I guess now I can finally give you the weekend wrap up. I’ll go in order of atomic weight.
1. The (almost) All-O’Brien Trivia Team came out triumphant once again at the MQP Trivia Night. We recovered from last year’s late game bad call and have proven that there are few people in the world that can remember useless crap better than the O’Briens. Someday they’ll have a section where you name a movie based on the opening credits and I’ll win it hands down.
I have to admit that I was disappointed in the amount of science questions. There was one. I was ready this year. I was ready!
2. I helped my brother install DSL at my sister’s house. At one point my sister lovingly puts her hand on my shoulder, looks at me seriously as if she’s about to tell my that I have a tumor and says, “Gary . . . don’t grow a goatee.”
I have to admit that I am trying to grow a goatee. It is something I do every couple of months to ensure that I actually have facial hair. I’ve been particularly heartened lately by my attempts because I’m starting to get what looks like real hair! And it’s almost filled in! And yes! I’m almost 30! Woo hoo!
But, of course, she’s right. I shouldn’t grow a goatee. It doesn’t look right on me. I should grow a soul patch.
3. My brother understood. He replied to my sister, “He’s not growing a goatee! He’s an O’Brien male. He’s just seeing if he can grow a goatee.”
Yes, in O’Brien land it is a rite of passage to see if you can grow facial hair.
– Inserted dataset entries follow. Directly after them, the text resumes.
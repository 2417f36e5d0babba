//! Execution observation: breakpoints, stepping, watches, tracing, and
//! counters.
//!
//! The controller is driven by the VM's dispatch loop through small hooks
//! guarded by flags, so observation never alters program semantics or exit
//! codes. "Halted" is simply the interpreter loop returning to the driver;
//! the scripted command stream is the only driver of resumption.

pub mod script;

use std::collections::{HashMap, HashSet};
use std::collections::VecDeque;
use std::io::Write;
use std::time::Instant;

use crate::il::module::Module;
use crate::support::source::{basename, normalize_path, SourceLoc};
use script::DebugCmd;

/// What `--trace` prints
#[derive(Debug, Clone, Copy, PartialEq, Eq)]
pub enum TraceMode {
    /// One line per retired IL instruction
    Il,
    /// One line per new source location
    Src,
}

/// Everything the driver configures before a run
#[derive(Debug, Default)]
pub struct DebugOptions {
    /// Trace mode, if any
    pub trace: Option<TraceMode>,
    /// `--break` specs: block label or `file:line`
    pub breaks: Vec<String>,
    /// `--break-src` specs: always `file:line`
    pub break_srcs: Vec<String>,
    /// Halt after one instruction
    pub step: bool,
    /// Auto-resume past halts instead of exiting with code 10
    pub auto_continue: bool,
    /// Scripted commands from `--debug-cmds`
    pub script: Vec<DebugCmd>,
    /// Watched scalar names
    pub watches: Vec<String>,
    /// Print the retired-instruction count at exit
    pub count: bool,
    /// Print wall-clock milliseconds at exit (advisory)
    pub time: bool,
}

/// Verdict of a pre-instruction hook
#[derive(Debug, Clone, Copy, PartialEq, Eq)]
pub enum DebugAction {
    /// Keep executing
    Continue,
    /// Return to the driver (exit code 10 without a continuation)
    Halt,
}

struct SrcBreakpoint {
    /// The spec as the user wrote it, echoed in the event
    spec: String,
    file_norm: String,
    file_base: String,
    line: u32,
}

struct Watch {
    name: String,
    last: Option<String>,
}

/// Breakpoint/step/watch/trace state for one VM run
pub struct DebugController {
    label_bps: Vec<String>,
    src_bps: Vec<SrcBreakpoint>,
    script: VecDeque<DebugCmd>,
    /// Remaining instructions before the next step halt
    step_budget: Option<u64>,
    ignore_breakpoints: bool,
    auto_continue: bool,
    watches: Vec<Watch>,
    trace: Option<TraceMode>,
    count: bool,
    time: bool,
    started: Instant,
    fired_this_block: HashSet<usize>,
    last_src: Option<SourceLoc>,
    src_lines: HashMap<u32, Option<Vec<String>>>,
    halted_at_break: bool,
}

impl DebugController {
    /// Build a controller from driver options
    pub fn new(opts: DebugOptions) -> DebugController {
        let mut label_bps = Vec::new();
        let mut src_bps = Vec::new();
        for spec in &opts.breaks {
            match parse_src_spec(spec) {
                Some(bp) => src_bps.push(bp),
                None => label_bps.push(spec.clone()),
            }
        }
        for spec in &opts.break_srcs {
            if let Some(bp) = parse_src_spec(spec) {
                src_bps.push(bp);
            }
        }
        DebugController {
            label_bps,
            src_bps,
            script: opts.script.into(),
            step_budget: opts.step.then_some(1),
            ignore_breakpoints: false,
            auto_continue: opts.auto_continue,
            watches: opts
                .watches
                .into_iter()
                .map(|name| Watch { name, last: None })
                .collect(),
            trace: opts.trace,
            count: opts.count,
            time: opts.time,
            started: Instant::now(),
            fired_this_block: HashSet::new(),
            last_src: None,
            src_lines: HashMap::new(),
            halted_at_break: false,
        }
    }

    /// A controller that observes nothing
    pub fn disabled() -> DebugController {
        Self::new(DebugOptions::default())
    }

    /// True when `--trace=il` is active
    pub fn trace_il(&self) -> bool {
        self.trace == Some(TraceMode::Il)
    }

    /// True when `--trace=src` is active
    pub fn trace_src(&self) -> bool {
        self.trace == Some(TraceMode::Src)
    }

    /// Whether the run ended halted with no continuation (exit code 10)
    pub fn halted_at_break(&self) -> bool {
        self.halted_at_break
    }

    /// Source-line breakpoints re-arm on every block entry
    pub fn on_block_entry(&mut self) {
        self.fired_this_block.clear();
    }

    /// Called before each instruction (and terminator). Fires breakpoints
    /// and step halts; label breakpoints take precedence over source-line
    /// ones at the same instruction.
    #[allow(clippy::too_many_arguments)]
    pub fn before_instr(
        &mut self,
        m: &Module,
        func: &str,
        block: &str,
        ip: usize,
        loc: SourceLoc,
        out: &mut dyn Write,
    ) -> DebugAction {
        let mut fired = false;
        if !self.ignore_breakpoints {
            if ip == 0 && self.label_bps.iter().any(|l| l == block) {
                let _ = writeln!(out, "[BREAK] label={block} fn=@{func} blk={block} ip=#0");
                fired = true;
            }
            if loc.is_known() {
                let path = m.files.path(loc.file).unwrap_or("");
                for (i, bp) in self.src_bps.iter().enumerate() {
                    if self.fired_this_block.contains(&i) || bp.line != loc.line {
                        continue;
                    }
                    if !src_matches(bp, path) {
                        continue;
                    }
                    let _ = writeln!(
                        out,
                        "[BREAK] src={} fn=@{func} blk={block} ip=#{ip}",
                        bp.spec
                    );
                    self.fired_this_block.insert(i);
                    fired = true;
                }
            }
        }
        let step_halt = self.step_budget == Some(0);
        if fired || step_halt {
            self.resolve_halt(out)
        } else {
            DebugAction::Continue
        }
    }

    /// A halt consumes the next scripted command, or returns control to
    /// the driver when the stream is exhausted.
    fn resolve_halt(&mut self, out: &mut dyn Write) -> DebugAction {
        loop {
            match self.script.pop_front() {
                Some(DebugCmd::Step(n)) => {
                    self.step_budget = Some(n);
                    return DebugAction::Continue;
                }
                Some(DebugCmd::Continue) => {
                    self.step_budget = None;
                    self.ignore_breakpoints = true;
                    return DebugAction::Continue;
                }
                Some(DebugCmd::Unknown(cmd)) => {
                    let _ = writeln!(out, "[DEBUG] ignoring unknown debug command: {cmd}");
                }
                None => {
                    if self.auto_continue {
                        self.step_budget = None;
                        return DebugAction::Continue;
                    }
                    self.halted_at_break = true;
                    return DebugAction::Halt;
                }
            }
        }
    }

    /// Called after each retired instruction
    pub fn after_instr(&mut self) {
        if let Some(budget) = self.step_budget.as_mut() {
            *budget = budget.saturating_sub(1);
        }
    }

    /// Emit an `[IL]` trace line (already formatted by the VM)
    pub fn trace_il_line(
        &self,
        func: &str,
        block: &str,
        ip: usize,
        body: &str,
        out: &mut dyn Write,
    ) {
        let _ = writeln!(out, "[IL] fn=@{func} blk={block} ip=#{ip} op={body}");
    }

    /// Emit a `[SRC]` trace line at each new source location
    #[allow(clippy::too_many_arguments)]
    pub fn trace_src_line(
        &mut self,
        m: &Module,
        func: &str,
        block: &str,
        ip: usize,
        loc: SourceLoc,
        out: &mut dyn Write,
    ) {
        if self.last_src == Some(loc) {
            return;
        }
        self.last_src = Some(loc);
        if !loc.is_known() {
            let _ = writeln!(out, "[SRC] <unknown> (fn=@{func} blk={block} ip=#{ip})");
            return;
        }
        let path = m.files.path(loc.file).unwrap_or("<unknown>").to_string();
        let text = self
            .source_line(loc.file, &path, loc.line)
            .unwrap_or_else(|| "<unknown>".to_string());
        let pos = if loc.col != 0 {
            format!("{path}:{}:{}", loc.line, loc.col)
        } else {
            format!("{path}:{}", loc.line)
        };
        let _ = writeln!(out, "[SRC] {pos} (fn=@{func} blk={block} ip=#{ip}) {text}");
    }

    fn source_line(&mut self, file_id: u32, path: &str, line: u32) -> Option<String> {
        let entry = self.src_lines.entry(file_id).or_insert_with(|| {
            std::fs::read_to_string(path)
                .ok()
                .map(|text| text.lines().map(str::to_string).collect())
        });
        entry
            .as_ref()?
            .get(line as usize - 1)
            .map(|s| s.trim().to_string())
    }

    /// Called when a named scalar is written. Fires the watch when the
    /// value differs from the last one seen under that name.
    #[allow(clippy::too_many_arguments)]
    pub fn on_write(
        &mut self,
        name: &str,
        value_text: &str,
        func: &str,
        block: &str,
        ip: usize,
        out: &mut dyn Write,
    ) {
        if self.watches.is_empty() {
            return;
        }
        let base = base_name(name);
        for w in &mut self.watches {
            if w.name != base {
                continue;
            }
            if w.last.as_deref() != Some(value_text) {
                w.last = Some(value_text.to_string());
                let _ = writeln!(
                    out,
                    "[WATCH] {base}={value_text}  (fn=@{func} blk={block} ip=#{ip})"
                );
            }
        }
    }

    /// Emit `[COUNT]`/`[TIME]` lines at exit
    pub fn at_exit(&self, retired: u64, out: &mut dyn Write) {
        if self.count {
            let _ = writeln!(out, "[COUNT] instructions={retired}");
        }
        if self.time {
            let _ = writeln!(out, "[TIME] wall_ms={}", self.started.elapsed().as_millis());
        }
    }
}

/// `file:line` when the suffix is a positive decimal, otherwise a label
fn parse_src_spec(spec: &str) -> Option<SrcBreakpoint> {
    let (file, line) = spec.rsplit_once(':')?;
    let line: u32 = line.parse().ok().filter(|n| *n > 0)?;
    if file.is_empty() {
        return None;
    }
    let file_norm = normalize_path(file);
    let file_base = basename(&file_norm).to_string();
    Some(SrcBreakpoint {
        spec: spec.to_string(),
        file_norm,
        file_base,
        line,
    })
}

/// Full-path comparison after normalization, then the basename fallback
fn src_matches(bp: &SrcBreakpoint, instr_path: &str) -> bool {
    let norm = normalize_path(instr_path);
    norm == bp.file_norm || basename(&norm) == bp.file_base
}

/// Strip a `.N` version suffix so `x.1` and `x.2` watch as `x`
fn base_name(name: &str) -> &str {
    match name.split_once('.') {
        Some((base, rest)) if !base.is_empty() && rest.chars().all(|c| c.is_ascii_digit()) => {
            base
        }
        _ => name,
    }
}

#[cfg(test)]
mod tests {
    use super::*;

    #[test]
    fn test_break_spec_classification() {
        assert!(parse_src_spec("foo.il:3").is_some());
        assert!(parse_src_spec("dir\\foo.bas:12").is_some());
        assert!(parse_src_spec("loop_head").is_none());
        assert!(parse_src_spec("L3").is_none());
        assert!(parse_src_spec("foo.il:0").is_none());
    }

    #[test]
    fn test_src_matching_with_basename_fallback() {
        let bp = parse_src_spec("src/./prog.bas:7").unwrap();
        assert!(src_matches(&bp, "src/prog.bas"));
        assert!(src_matches(&bp, "other/dir/prog.bas"));
        assert!(!src_matches(&bp, "src/other.bas"));
    }

    #[test]
    fn test_base_name() {
        assert_eq!(base_name("x"), "x");
        assert_eq!(base_name("x.1"), "x");
        assert_eq!(base_name("x.12"), "x");
        assert_eq!(base_name("x.y"), "x.y");
        assert_eq!(base_name("left.over.3"), "left.over");
    }

    #[test]
    fn test_watch_fires_only_on_change() {
        let mut dbg = DebugController::new(DebugOptions {
            watches: vec!["x".to_string()],
            ..Default::default()
        });
        let mut out: Vec<u8> = Vec::new();
        dbg.on_write("x", "i64:1", "main", "entry", 1, &mut out);
        dbg.on_write("x.1", "i64:1", "main", "entry", 2, &mut out);
        dbg.on_write("x.2", "i64:2", "main", "entry", 3, &mut out);
        dbg.on_write("y", "i64:9", "main", "entry", 4, &mut out);
        let text = String::from_utf8(out).unwrap();
        assert_eq!(
            text,
            "[WATCH] x=i64:1  (fn=@main blk=entry ip=#1)\n[WATCH] x=i64:2  (fn=@main blk=entry ip=#3)\n"
        );
    }

    #[test]
    fn test_step_budget_halts_without_script() {
        let mut dbg = DebugController::new(DebugOptions {
            step: true,
            ..Default::default()
        });
        let m = Module::new();
        let mut out: Vec<u8> = Vec::new();
        // First instruction runs (budget 1), then the budget is spent.
        assert_eq!(
            dbg.before_instr(&m, "main", "entry", 0, SourceLoc::UNKNOWN, &mut out),
            DebugAction::Continue
        );
        dbg.after_instr();
        assert_eq!(
            dbg.before_instr(&m, "main", "entry", 1, SourceLoc::UNKNOWN, &mut out),
            DebugAction::Halt
        );
        assert!(dbg.halted_at_break());
    }

    #[test]
    fn test_script_drives_resumption() {
        let mut dbg = DebugController::new(DebugOptions {
            step: true,
            script: script::parse_script("warp 9\nstep 2\ncontinue\n"),
            ..Default::default()
        });
        let m = Module::new();
        let mut out: Vec<u8> = Vec::new();
        dbg.after_instr(); // budget 1 -> 0
        // Halt consumes `warp 9` (reported), then `step 2`.
        assert_eq!(
            dbg.before_instr(&m, "main", "entry", 1, SourceLoc::UNKNOWN, &mut out),
            DebugAction::Continue
        );
        assert!(String::from_utf8(out.clone())
            .unwrap()
            .contains("[DEBUG] ignoring unknown debug command: warp 9"));
        dbg.after_instr();
        dbg.after_instr(); // budget 2 -> 0
        // Next halt consumes `continue`; breakpoints are ignored after.
        assert_eq!(
            dbg.before_instr(&m, "main", "entry", 3, SourceLoc::UNKNOWN, &mut out),
            DebugAction::Continue
        );
        assert!(!dbg.halted_at_break());
    }

    #[test]
    fn test_label_breakpoint_fires_once_per_entry() {
        let mut dbg = DebugController::new(DebugOptions {
            breaks: vec!["loop".to_string()],
            auto_continue: true,
            ..Default::default()
        });
        let m = Module::new();
        let mut out: Vec<u8> = Vec::new();
        dbg.on_block_entry();
        dbg.before_instr(&m, "main", "loop", 0, SourceLoc::UNKNOWN, &mut out);
        dbg.before_instr(&m, "main", "loop", 1, SourceLoc::UNKNOWN, &mut out);
        let text = String::from_utf8(out).unwrap();
        assert_eq!(text.matches("[BREAK]").count(), 1);
    }
}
4. I’ve been giving the baby cookies lately, much to Mom’s chagrin. Granted, they’re really animal crackers, but Mom’s saying I should slow down. But, I can’t help it. She’s so cute! “Want a cookie,” you ask and she runs to the pantry and waits patiently. Well, this morning it backfired. She had eaten her breakfast and was playing quietly on the floor. Mom was doing her hair and I was eating. I heard a rustling in the kitchen, but didn’t think anything of it. Then out comes toddling the baby with an animal cracker in her hand and a smile on her face. I guess I didn’t close the door tightly. What amazes me is that she knew which bag contained the animal crackers. I’m just glad she didn’t get the cat food.
5. Whose idea was it to put marshmallows in cereal? It seems like a really odd idea.